- **Work request**
Output every line below exactly.

BEGIN

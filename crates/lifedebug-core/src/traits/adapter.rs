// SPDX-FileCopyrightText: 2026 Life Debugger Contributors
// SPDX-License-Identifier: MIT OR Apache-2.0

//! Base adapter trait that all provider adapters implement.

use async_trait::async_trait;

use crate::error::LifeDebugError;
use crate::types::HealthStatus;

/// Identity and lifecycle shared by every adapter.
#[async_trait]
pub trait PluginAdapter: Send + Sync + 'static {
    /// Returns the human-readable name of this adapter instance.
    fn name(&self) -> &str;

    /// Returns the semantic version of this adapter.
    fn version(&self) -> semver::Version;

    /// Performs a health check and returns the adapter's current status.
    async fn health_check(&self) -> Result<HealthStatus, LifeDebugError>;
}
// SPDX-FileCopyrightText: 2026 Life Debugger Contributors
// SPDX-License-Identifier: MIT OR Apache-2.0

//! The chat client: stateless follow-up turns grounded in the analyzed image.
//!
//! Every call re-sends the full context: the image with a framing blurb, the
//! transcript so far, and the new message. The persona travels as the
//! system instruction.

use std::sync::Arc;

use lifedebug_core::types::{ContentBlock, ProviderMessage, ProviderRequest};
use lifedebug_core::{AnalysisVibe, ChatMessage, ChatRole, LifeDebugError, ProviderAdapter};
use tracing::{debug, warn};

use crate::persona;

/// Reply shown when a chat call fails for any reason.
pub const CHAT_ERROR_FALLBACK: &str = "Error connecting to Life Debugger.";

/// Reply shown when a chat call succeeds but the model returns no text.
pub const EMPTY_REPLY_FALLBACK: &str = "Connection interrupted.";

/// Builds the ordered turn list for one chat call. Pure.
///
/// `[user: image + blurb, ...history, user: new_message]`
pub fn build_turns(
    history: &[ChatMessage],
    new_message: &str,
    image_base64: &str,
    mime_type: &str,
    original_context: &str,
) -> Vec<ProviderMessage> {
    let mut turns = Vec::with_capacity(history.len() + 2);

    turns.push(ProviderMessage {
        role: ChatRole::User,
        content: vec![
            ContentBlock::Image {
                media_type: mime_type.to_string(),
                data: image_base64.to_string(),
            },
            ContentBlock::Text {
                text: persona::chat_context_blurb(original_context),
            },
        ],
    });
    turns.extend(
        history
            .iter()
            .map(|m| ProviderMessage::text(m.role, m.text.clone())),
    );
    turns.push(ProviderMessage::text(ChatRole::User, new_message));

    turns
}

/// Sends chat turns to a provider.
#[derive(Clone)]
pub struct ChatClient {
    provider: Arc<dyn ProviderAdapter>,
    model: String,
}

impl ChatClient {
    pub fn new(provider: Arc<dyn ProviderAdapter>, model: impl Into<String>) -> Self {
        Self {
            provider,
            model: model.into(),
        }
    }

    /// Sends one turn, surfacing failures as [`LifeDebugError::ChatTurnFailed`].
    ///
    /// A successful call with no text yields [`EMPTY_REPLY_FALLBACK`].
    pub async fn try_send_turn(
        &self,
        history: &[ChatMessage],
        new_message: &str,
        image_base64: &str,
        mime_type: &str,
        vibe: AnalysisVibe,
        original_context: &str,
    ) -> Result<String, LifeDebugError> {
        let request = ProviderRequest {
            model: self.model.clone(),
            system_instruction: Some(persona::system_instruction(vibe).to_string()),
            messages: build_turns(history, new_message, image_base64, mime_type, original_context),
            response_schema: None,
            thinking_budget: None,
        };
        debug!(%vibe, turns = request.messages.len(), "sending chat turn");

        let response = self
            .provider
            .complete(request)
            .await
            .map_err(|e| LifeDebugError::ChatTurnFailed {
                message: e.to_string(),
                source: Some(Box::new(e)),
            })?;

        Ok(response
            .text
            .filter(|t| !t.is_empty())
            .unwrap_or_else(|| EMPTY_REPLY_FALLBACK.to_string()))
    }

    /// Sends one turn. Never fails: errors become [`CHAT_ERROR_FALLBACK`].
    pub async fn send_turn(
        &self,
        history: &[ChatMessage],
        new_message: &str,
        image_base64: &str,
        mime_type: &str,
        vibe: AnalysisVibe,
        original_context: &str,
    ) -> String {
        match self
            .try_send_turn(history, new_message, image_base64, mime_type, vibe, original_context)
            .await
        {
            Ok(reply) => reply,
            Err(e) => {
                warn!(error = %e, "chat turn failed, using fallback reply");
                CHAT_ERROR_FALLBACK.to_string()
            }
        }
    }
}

END

- **Worked solution**
filename crates/lifedebug-core/src/traits/adapter.rs
// SPDX-FileCopyrightText: 2026 Life Debugger Contributors
// SPDX-License-Identifier: MIT OR Apache-2.0

//! Base adapter trait that all provider adapters implement.

use async_trait::async_trait;

use crate::error::LifeDebugError;
use crate::types::HealthStatus;

/// Identity and lifecycle shared by every adapter.
#[async_trait]
pub trait PluginAdapter: Send + Sync + 'static {
    /// Returns the human-readable name of this adapter instance.
    fn name(&self) -> &str;

    /// Returns the semantic version of this adapter.
    fn version(&self) -> semver::Version;

    /// Performs a health check and returns the adapter's current status.
    async fn health_check(&self) -> Result<HealthStatus, LifeDebugError>;
}
// SPDX-FileCopyrightText: 2026 Life Debugger Contributors
// SPDX-License-Identifier: MIT OR Apache-2.0

//! The chat client: stateless follow-up turns grounded in the analyzed image.
//!
//! Every call re-sends the full context: the image with a framing blurb, the
//! transcript so far, and the new message. The persona travels as the
//! system instruction.

use std::sync::Arc;

use lifedebug_core::types::{ContentBlock, ProviderMessage, ProviderRequest};
use lifedebug_core::{AnalysisVibe, ChatMessage, ChatRole, LifeDebugError, ProviderAdapter};
use tracing::{debug, warn};

use crate::persona;

/// Reply shown when a chat call fails for any reason.
pub const CHAT_ERROR_FALLBACK: &str = "Error connecting to Life Debugger.";

/// Reply shown when a chat call succeeds but the model returns no text.
pub const EMPTY_REPLY_FALLBACK: &str = "Connection interrupted.";

/// Builds the ordered turn list for one chat call. Pure.
///
/// `[user: image + blurb, ...history, user: new_message]`
pub fn build_turns(
    history: &[ChatMessage],
    new_message: &str,
    image_base64: &str,
    mime_type: &str,
    original_context: &str,
) -> Vec<ProviderMessage> {
    let mut turns = Vec::with_capacity(history.len() + 2);

    turns.push(ProviderMessage {
        role: ChatRole::User,
        content: vec![
            ContentBlock::Image {
                media_type: mime_type.to_string(),
                data: image_base64.to_string(),
            },
            ContentBlock::Text {
                text: persona::chat_context_blurb(original_context),
            },
        ],
    });
    turns.extend(
        history
            .iter()
            .map(|m| ProviderMessage::text(m.role, m.text.clone())),
    );
    turns.push(ProviderMessage::text(ChatRole::User, new_message));

    turns
}

/// Sends chat turns to a provider.
#[derive(Clone)]
pub struct ChatClient {
    provider: Arc<dyn ProviderAdapter>,
    model: String,
}

impl ChatClient {
    pub fn new(provider: Arc<dyn ProviderAdapter>, model: impl Into<String>) -> Self {
        Self {
            provider,
            model: model.into(),
        }
    }

    /// Sends one turn, surfacing failures as [`LifeDebugError::ChatTurnFailed`].
    ///
    /// A successful call with no text yields [`EMPTY_REPLY_FALLBACK`].
    pub async fn try_send_turn(
        &self,
        history: &[ChatMessage],
        new_message: &str,
        image_base64: &str,
        mime_type: &str,
        vibe: AnalysisVibe,
        original_context: &str,
    ) -> Result<String, LifeDebugError> {
        let request = ProviderRequest {
            model: self.model.clone(),
            system_instruction: Some(persona::system_instruction(vibe).to_string()),
            messages: build_turns(history, new_message, image_base64, mime_type, original_context),
            response_schema: None,
            thinking_budget: None,
        };
        debug!(%vibe, turns = request.messages.len(), "sending chat turn");

        let response = self
            .provider
            .complete(request)
            .await
            .map_err(|e| LifeDebugError::ChatTurnFailed {
                message: e.to_string(),
                source: Some(Box::new(e)),
            })?;

        Ok(response
            .text
            .filter(|t| !t.is_empty())
            .unwrap_or_else(|| EMPTY_REPLY_FALLBACK.to_string()))
    }

    /// Sends one turn. Never fails: errors become [`CHAT_ERROR_FALLBACK`].
    pub async fn send_turn(
        &self,
        history: &[ChatMessage],
        new_message: &str,
        image_base64: &str,
        mime_type: &str,
        vibe: AnalysisVibe,
        original_context: &str,
    ) -> String {
        match self
            .try_send_turn(history, new_message, image_base64, mime_type, vibe, original_context)
            .await
        {
            Ok(reply) => reply,
            Err(e) => {
                warn!(error = %e, "chat turn failed, using fallback reply");
                CHAT_ERROR_FALLBACK.to_string()
            }
        }
    }
}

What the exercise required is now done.